中には執拗に目をつけ、路上でやっている姿を見かけると、必ず通報する人まで出てきました。
最終的には10人以上の人たちに囲まれ、訴訟の話までなりかけた時、長谷川さんは“路上靴磨き”の引退を宣言します。
23歳の出来事でした。
アパレルの会社も辞め人生をかけていた靴磨き。
「日本の足元に革命を起こす」
この言葉が長谷川さんのモットーでした。
モットーに相応しくあるために、店舗を構えます。
その店舗が『ブリフトアッシュ』。
世界初、カウンタースタイルの靴磨きのお店。
世界チャンピオンの“靴磨き家”長谷川さんがいるお店です。
◯今、自由に選べるとしたら何の仕事をしてみたいか
「金融の仕事」
金融関係に勤めているお客さんが多くいらっしゃるとか。
靴を磨いている間、様々なお話をします。
お客さんにたくさんのことを学ぶ中で、金融の世界と自分の手仕事が真逆のように感じるそうです。
知らない世界を知っていきたいとする向上心は、代表になられてもなお、持ち続けています。
◯落ち込んだ時、どう乗り切るか
「お酒を飲んで忘れる」
大好きなことで嫌なことを忘れる方法。
でも長谷川さんにお話を伺う中、大変なことや悩んだことが長谷川さんの糧になっているように感じました。
「いつか話すことがある時に、当時の資料を取ってあるんですよ」
そう話す長谷川さん。
今大変であっても、未来ではネタになります。
いつか大変な時を“ネタ”として紹介するその日のために。
今の努力はどんな物語を創り出すのか…そう考えると、なんかワクワクしてきます。
◯未来ある子どもたちへのエール
「自分に嘘をつかず、自分らしく。
とにかくチャレンジしてみて。
“できる”か“できない”かはチャレンジしてみないとわからない。」
“食わず嫌い”という言葉がある一方で、“食わず好き”という言葉がありません。
食べてみなければ、「好き」にはなれないからなのかも。
食材を食す方法には様々あり、そのまま食べるものや、焼いたり、煮たりして食べるものなど。
同じ食材であっても調理法を変えることで、より美味しく感じたり、香りを感じられるようになったり。
私たちが出会う出来事も同じように感じます。
“できない”は向き合う方法を変えてみることで、もしかすると今までとは違った結果になるかもしれません。
だから、まずはチャレンジを。
◯インタビューをして
どれほどお茶目なお話であっても、長谷川さんは相手への尊厳を大切にされる方でした。
コミュニケーションの高さとは、馴れ馴れしさではなく、敬意を持って接するかどうか。
そこなのだと思えてきます。
学校では徐々に“礼節”を古びた考えとする風潮があります。
あだ名で呼ばせる先生。
友だちのように関わる先生。
Tシャツで過ごす先生。
多様性な時代にそんな先生も認められるのかもしれません。
しかし、その姿は子どもたちの手本とはなりません。
義務教育の中で学んだその姿は、気づかないうちに子どもたちの習慣となり、人格となってしまいます。

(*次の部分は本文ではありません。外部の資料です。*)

//! Wire types for the EVM `exact` scheme.

use alloy_primitives::{Address, B256, Bytes};
use alloy_sol_types::sol;
use serde::{Deserialize, Serialize};
use tollbooth::proto::UnixTimestamp;

use crate::chain::TokenAmount;

/// EIP-712 structured data for an ERC-3009 transfer authorization.
///
/// Defines who may move tokens, to whom, how much, and during which time
/// window. The facilitator reconstructs this struct to verify the signature,
/// so field values must match the signed typed data exactly.
#[derive(Debug, Copy, Clone, Serialize, Deserialize)]
#[serde(rename_all = "camelCase")]
pub struct Eip3009Authorization {
    /// The address authorizing the transfer (token owner).
    pub from: Address,

    /// The recipient of the transfer.
    pub to: Address,

    /// The amount to transfer, in the token's atomic units.
    pub value: TokenAmount,

    /// The authorization is not valid before this timestamp (inclusive).
    pub valid_after: UnixTimestamp,

    /// The authorization expires at this timestamp (exclusive).
    pub valid_before: UnixTimestamp,

    /// Unique 32-byte nonce preventing replay.
    pub nonce: B256,
}

/// Inner payload of an EVM `exact` payment.
#[derive(Debug, Clone, Serialize, Deserialize)]
#[serde(rename_all = "camelCase")]
pub struct Eip3009Payload {
    /// The signature over the authorization. Either an EOA signature
    /// (65 bytes, r||s||v), an ERC-1271 contract signature, or an ERC-6492
    /// wrapped signature for an undeployed smart account.
    pub signature: Bytes,

    /// The structured authorization that was signed.
    pub authorization: Eip3009Authorization,
}

/// EIP-712 domain parameters carried in requirement `extra`.
///
/// Lets clients build the token's domain separator without an RPC call.
#[derive(Debug, Clone, PartialEq, Eq, Serialize, Deserialize)]
#[serde(rename_all = "camelCase")]
pub struct RequirementsExtra {
    /// Token name as used in the EIP-712 domain.
    pub name: String,

    /// Token version as used in the EIP-712 domain.
    pub version: String,
}

sol!(
    /// Solidity-compatible struct for ERC-3009 `TransferWithAuthorization`
    /// typed data. Reconstructed on both sides of the protocol: the client
    /// hashes and signs it, the facilitator hashes it again to recover and
    /// check the signer.
    #[derive(Serialize, Deserialize)]
    struct TransferWithAuthorization {
        address from;
        address to;
        uint256 value;
        uint256 validAfter;
        uint256 validBefore;
        bytes32 nonce;
    }
);

#[cfg(test)]
mod tests {
    use super::*;
    use alloy_primitives::{U256, address};

    #[test]
    fn payload_wire_names_are_camel_case() {
        let payload = Eip3009Payload {
            signature: Bytes::from(vec![0xab; 65]),
            authorization: Eip3009Authorization {
                from: address!("0xf39Fd6e51aad88F6F4ce6aB8827279cffFb92266"),
                to: address!("0x70997970C51812dc3A010C7d01b50e0d17dc79C8"),
                value: TokenAmount(U256::from(1000u64)),
                valid_after: UnixTimestamp::from_secs(0),
                valid_before: UnixTimestamp::from_secs(1_700_000_300),
                nonce: B256::repeat_byte(0x11),
            },
        };
        let json = serde_json::to_value(&payload).unwrap();
        assert_eq!(json["authorization"]["validAfter"], "0");
        assert_eq!(json["authorization"]["validBefore"], "1700000300");
        assert_eq!(json["authorization"]["value"], "1000");
        // `from` keeps its wire name on EIP-3009 authorizations.
        assert!(json["authorization"].get("from").is_some());

        let back: Eip3009Payload = serde_json::from_value(json).unwrap();
        assert_eq!(back.authorization.nonce, payload.authorization.nonce);
    }
}
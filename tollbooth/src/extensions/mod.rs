//! Protocol extensions.
//!
//! Extensions ride in the `extensions` maps on 402 responses and payment
//! payloads, keyed by name. Servers **declare** an extension (and may enrich
//! the declaration per request); clients **append** data only for extensions
//! the server declared.
//!
//! Two extensions ship with the engine:
//!
//! - [`payment_identifier`] — idempotency keys for safe retries
//! - [`bazaar`] — endpoint discovery metadata for aggregators

pub mod bazaar;
pub mod payment_identifier;
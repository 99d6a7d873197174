//! The `payment-identifier` extension: idempotency keys for retries.
//!
//! The client mints an opaque identifier and attaches it to the payload;
//! servers that recognize the extension replay the cached response of the
//! first fully-settled request with the same identifier instead of
//! re-verifying and re-settling. Identifiers carry no cryptographic binding;
//! servers must scope them by the verified payer.

use rand::Rng;
use serde::{Deserialize, Serialize};
use serde_json::Value;

use crate::client::BeforePaymentHook;
use crate::proto::ExtensionMap;

/// Extension key.
pub const PAYMENT_IDENTIFIER: &str = "payment-identifier";

/// Minimum identifier length.
pub const PAYMENT_ID_MIN_LENGTH: usize = 16;

/// Maximum identifier length.
pub const PAYMENT_ID_MAX_LENGTH: usize = 128;

/// The `info` sub-object of the extension.
#[derive(Debug, Clone, PartialEq, Eq, Serialize, Deserialize)]
pub struct PaymentIdentifierInfo {
    /// Whether the server requires an identifier on every payment.
    pub required: bool,

    /// The caller-minted identifier, present on client payloads.
    #[serde(default, skip_serializing_if = "Option::is_none")]
    pub id: Option<String>,
}

/// Full extension object as carried on the wire.
#[derive(Debug, Clone, PartialEq, Eq, Serialize, Deserialize)]
pub struct PaymentIdentifierExtension {
    /// Extension payload data.
    #[serde(default, skip_serializing_if = "Option::is_none")]
    pub info: Option<PaymentIdentifierInfo>,

    /// JSON schema describing `info`.
    #[serde(default, skip_serializing_if = "Option::is_none")]
    pub schema: Option<Value>,
}

/// An identifier failed validation.
#[derive(Debug, Clone, thiserror::Error)]
#[error("invalid payment ID: {0}")]
pub struct InvalidPaymentIdError(pub String);

/// Checks an identifier against the charset and length rules:
/// 16–128 characters from `[A-Za-z0-9_-]`.
#[must_use]
pub fn is_valid_payment_id(id: &str) -> bool {
    (PAYMENT_ID_MIN_LENGTH..=PAYMENT_ID_MAX_LENGTH).contains(&id.len())
        && id
            .bytes()
            .all(|b| b.is_ascii_alphanumeric() || b == b'_' || b == b'-')
}

/// Generates a fresh identifier: `prefix` followed by 32 hex characters.
///
/// The default prefix is `"pay_"`; pass `""` for a bare identifier.
#[must_use]
pub fn generate_payment_id(prefix: &str) -> String {
    let bytes: [u8; 16] = rand::rng().random();
    format!("{prefix}{}", hex::encode(bytes))
}

/// Builds the server-side declaration emitted in 402 responses.
#[must_use]
pub fn declare_payment_identifier_extension(required: bool) -> Value {
    serde_json::json!({
        "info": { "required": required },
        "schema": {
            "type": "object",
            "properties": {
                "id": {
                    "type": "string",
                    "minLength": PAYMENT_ID_MIN_LENGTH,
                    "maxLength": PAYMENT_ID_MAX_LENGTH,
                    "pattern": "^[A-Za-z0-9_-]+$",
                },
                "required": { "type": "boolean" },
            },
        },
    })
}

/// Writes an identifier into a declared `payment-identifier` extension.
///
/// No-op when the server did not declare the extension or the declaration
/// has no `info` object: clients must not fabricate undeclared extensions.
/// Without a `custom_id`, a fresh `pay_…` identifier is minted. The server's
/// `required` flag is preserved.
///
/// Returns the identifier that was attached, if any.
///
/// # Errors
///
/// Returns [`InvalidPaymentIdError`] when a custom id fails validation while
/// the extension is declared.
pub fn append_payment_identifier(
    extensions: &mut ExtensionMap,
    custom_id: Option<&str>,
) -> Result<Option<String>, InvalidPaymentIdError> {
    let Some(declaration) = extensions.get_mut(PAYMENT_IDENTIFIER) else {
        return Ok(None);
    };
    let Some(info) = declaration.get_mut("info").and_then(Value::as_object_mut) else {
        return Ok(None);
    };

    let id = match custom_id {
        Some(id) => {
            if !is_valid_payment_id(id) {
                return Err(InvalidPaymentIdError(id.to_owned()));
            }
            id.to_owned()
        }
        None => generate_payment_id("pay_"),
    };

    info.insert("id".into(), Value::String(id.clone()));
    Ok(Some(id))
}

/// Reads the identifier out of a payload's extension map, validating it.
#[must_use]
pub fn extract_payment_id(extensions: Option<&ExtensionMap>) -> Option<&str> {
    let id = extensions?
        .get(PAYMENT_IDENTIFIER)?
        .get("info")?
        .get("id")?
        .as_str()?;
    is_valid_payment_id(id).then_some(id)
}

/// A before-payment-creation hook that appends an identifier whenever the
/// server declares the extension.
#[must_use]
pub fn payment_identifier_hook() -> BeforePaymentHook {
    Box::new(|ctx| {
        Box::pin(async move {
            if let Some(extensions) = ctx.extensions.as_mut() {
                // Invalid custom ids cannot occur here; a minted id always passes.
                let _ = append_payment_identifier(extensions, None);
            }
            None
        })
    })
}
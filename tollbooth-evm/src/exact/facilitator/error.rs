//! Facilitator error taxonomy for the EVM `exact` scheme.

use tollbooth::proto::VerifyResponse;

use super::signature::MalformedErc6492Error;

/// Reasons an EVM `exact` payment fails verification or settlement.
///
/// At the scheme boundary every variant folds into a response object;
/// nothing here escapes as an exception.
#[derive(Debug, thiserror::Error)]
#[non_exhaustive]
pub enum EvmExactError {
    /// The inner payload did not parse as an EIP-3009 payment.
    #[error("invalid payload format: {0}")]
    InvalidFormat(String),

    /// The payload's accepted requirements do not match the server's.
    #[error("accepted does not match payment requirements")]
    RequirementsMismatch,

    /// The payment targets a different chain than this facilitator serves.
    #[error("payment chain does not match requirements")]
    ChainMismatch,

    /// The authorization recipient is not the required `payTo`.
    #[error("payment recipient does not match requirements")]
    RecipientMismatch,

    /// The authorization window has expired.
    #[error("payment authorization is expired")]
    Expired,

    /// The authorization window has not opened yet.
    #[error("payment authorization is not yet valid")]
    Early,

    /// The authorized value is below the required amount.
    #[error("payment amount is insufficient")]
    InsufficientValue,

    /// The payer's on-chain balance cannot cover the amount.
    #[error("onchain balance is not enough to cover the payment amount")]
    InsufficientFunds,

    /// The authorization nonce was already consumed on-chain.
    #[error("authorization nonce already used")]
    NonceAlreadyUsed,

    /// The signature failed every verification path.
    #[error("invalid signature: {0}")]
    InvalidSignature(String),

    /// The signature is ERC-6492 wrapped but undeployed wallets are not
    /// accepted by this facilitator.
    #[error("undeployed smart account signatures are not accepted")]
    UndeployedWalletRejected,

    /// An RPC call failed.
    #[error("rpc failure: {0}")]
    Rpc(String),

    /// The settlement transaction reverted or was rejected.
    #[error("settlement failed: {0}")]
    Settlement(String),
}

impl EvmExactError {
    /// Machine-readable reason code for response objects.
    #[must_use]
    pub const fn reason(&self) -> &'static str {
        match self {
            Self::InvalidFormat(_) => "invalid_format",
            Self::RequirementsMismatch => "accepted_requirements_mismatch",
            Self::ChainMismatch => "chain_id_mismatch",
            Self::RecipientMismatch => "recipient_mismatch",
            Self::Expired => "invalid_payment_expired",
            Self::Early => "invalid_payment_early",
            Self::InsufficientValue => "invalid_payment_amount",
            Self::InsufficientFunds => "insufficient_funds",
            Self::NonceAlreadyUsed => "nonce_already_used",
            Self::InvalidSignature(_) | Self::UndeployedWalletRejected => "invalid_signature",
            Self::Rpc(_) => "unexpected_error",
            Self::Settlement(_) => "settlement_failed",
        }
    }

    /// Folds this error into a verification verdict.
    #[must_use]
    pub fn into_verify_response(self) -> VerifyResponse {
        VerifyResponse::invalid_with_message(self.reason(), self.to_string())
    }
}

impl From<MalformedErc6492Error> for EvmExactError {
    fn from(err: MalformedErc6492Error) -> Self {
        Self::InvalidSignature(err.to_string())
    }
}

impl From<alloy_contract::Error> for EvmExactError {
    fn from(err: alloy_contract::Error) -> Self {
        Self::Rpc(err.to_string())
    }
}
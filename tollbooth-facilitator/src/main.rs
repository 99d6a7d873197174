//! x402 facilitator HTTP server.
//!
//! ```bash
//! # Run with config.toml from the working directory
//! cargo run -p tollbooth-facilitator --release
//!
//! # Custom config path and log filter
//! CONFIG=/etc/tollbooth/facilitator.toml RUST_LOG=debug cargo run -p tollbooth-facilitator
//! ```
//!
//! Environment:
//!
//! - `CONFIG` — path to the TOML configuration (default `config.toml`)
//! - `HOST` / `PORT` — bind overrides
//! - `RUST_LOG` — log filter (default `info`)

use std::net::SocketAddr;
use std::sync::Arc;

use alloy_network::EthereumWallet;
use alloy_provider::ProviderBuilder;
use alloy_signer_local::PrivateKeySigner;
use alloy_transport_http::reqwest::Url;
use axum::http::Method;
use axum::{Json, Router};
use solana_client::nonblocking::rpc_client::RpcClient;
use solana_keypair::Keypair;
use tollbooth_evm::chain::Eip155ChainReference;
use tollbooth_evm::exact::{EvmFacilitatorConfig, ExactEvmFacilitator};
use tollbooth_hypercore::exact::ExactHypercoreFacilitator;
use tollbooth_svm::exact::ExactSvmFacilitator;
use tower_http::cors;
use tracing_subscriber::EnvFilter;

use tollbooth_facilitator::config::FacilitatorConfig;
use tollbooth_facilitator::handlers::{FacilitatorState, facilitator_router};
use tollbooth_facilitator::local::LocalFacilitator;

#[tokio::main]
async fn main() {
    dotenvy::dotenv().ok();
    tracing_subscriber::fmt()
        .with_env_filter(
            EnvFilter::try_from_default_env().unwrap_or_else(|_| EnvFilter::new("info")),
        )
        .init();

    if let Err(e) = run().await {
        tracing::error!("facilitator failed: {e}");
        std::process::exit(1);
    }
}

async fn run() -> Result<(), Box<dyn std::error::Error>> {
    let config = FacilitatorConfig::load()?;
    tracing::info!(
        host = %config.host,
        port = config.port,
        evm_chains = config.evm.len(),
        solana_chains = config.solana.len(),
        hypercore = config.hypercore,
        "loaded configuration"
    );

    let mut facilitator = LocalFacilitator::new();

    let evm_config = EvmFacilitatorConfig {
        allow_undeployed: config.allow_undeployed_wallets,
        ..EvmFacilitatorConfig::default()
    };

    for (network, chain_cfg) in &config.evm {
        let chain: Eip155ChainReference = match network.parse() {
            Ok(chain) => chain,
            Err(_) => {
                tracing::warn!(network, "skipping chain: not an eip155 CAIP-2 id");
                continue;
            }
        };

        let key = chain_cfg.signer_private_key.trim();
        if key.is_empty() || key.starts_with('$') {
            tracing::warn!(network, "skipping chain: signer key not resolved");
            continue;
        }
        let signer: PrivateKeySigner = key
            .parse()
            .map_err(|e| format!("invalid signer key for {network}: {e}"))?;
        let signer_address = signer.address();

        let rpc_url: Url = chain_cfg
            .rpc_url
            .parse()
            .map_err(|e| format!("invalid RPC URL for {network}: {e}"))?;
        let provider = ProviderBuilder::new()
            .wallet(EthereumWallet::from(signer))
            .connect_http(rpc_url);

        tracing::info!(network, signer = %signer_address, "registered EVM exact scheme");
        facilitator.register(
            vec![network.clone()],
            Arc::new(ExactEvmFacilitator::with_config(
                provider,
                chain,
                signer_address,
                evm_config,
            )),
        );
    }

    for (network, chain_cfg) in &config.solana {
        let key = chain_cfg.fee_payer_keypair.trim();
        if key.is_empty() || key.starts_with('$') {
            tracing::warn!(network, "skipping cluster: fee payer keypair not resolved");
            continue;
        }
        let fee_payer = Keypair::from_base58_string(key);
        let rpc = RpcClient::new(chain_cfg.rpc_url.clone());

        tracing::info!(network, "registered Solana exact scheme");
        facilitator.register(
            vec![network.clone()],
            Arc::new(ExactSvmFacilitator::new(rpc, fee_payer)),
        );
    }

    if config.hypercore {
        tracing::info!("registered Hypercore exact scheme");
        facilitator.register(
            vec!["hypercore:*".into()],
            Arc::new(ExactHypercoreFacilitator::new()),
        );
    }

    let state: FacilitatorState = Arc::new(facilitator);
    let app = Router::new()
        .merge(facilitator_router(Arc::clone(&state)))
        .route("/health", axum::routing::get(health))
        .layer(
            cors::CorsLayer::new()
                .allow_origin(cors::Any)
                .allow_methods([Method::GET, Method::POST])
                .allow_headers(cors::Any),
        );

    let addr = SocketAddr::new(config.host, config.port);
    let listener = tokio::net::TcpListener::bind(addr).await?;
    tracing::info!("facilitator listening on http://{addr}");

    axum::serve(listener, app)
        .with_graceful_shutdown(shutdown_signal())
        .await?;

    tracing::info!("facilitator shut down");
    Ok(())
}

/// Liveness endpoint.
async fn health() -> Json<serde_json::Value> {
    Json(serde_json::json!({
        "status": "ok",
        "version": env!("CARGO_PKG_VERSION"),
    }))
}

/// Resolves on Ctrl-C or SIGTERM.
async fn shutdown_signal() {
    let ctrl_c = tokio::signal::ctrl_c();

    #[cfg(unix)]
    {
        let mut sigterm = tokio::signal::unix::signal(tokio::signal::unix::SignalKind::terminate())
            .expect("failed to install SIGTERM handler");
        tokio::select! {
            _ = ctrl_c => tracing::info!("received Ctrl-C, shutting down"),
            _ = sigterm.recv() => tracing::info!("received SIGTERM, shutting down"),
        }
    }

    #[cfg(not(unix))]
    {
        ctrl_c.await.expect("failed to listen for Ctrl-C");
        tracing::info!("received Ctrl-C, shutting down");
    }
}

敬語を話すことのできない子や、挨拶ができない子は増えてきました。
我々教師は、教育することを逃げてはいないだろうか。
子どもたちが一番目にする大人である教師。
子どもたちに教師はどう映っているのでしょうか。
教師の成り手が激減している昨今。
教師への人間的魅力が薄れているからなのかもしれません。
見つめなければならないのは、まずは、自らの足元なのだと感じます。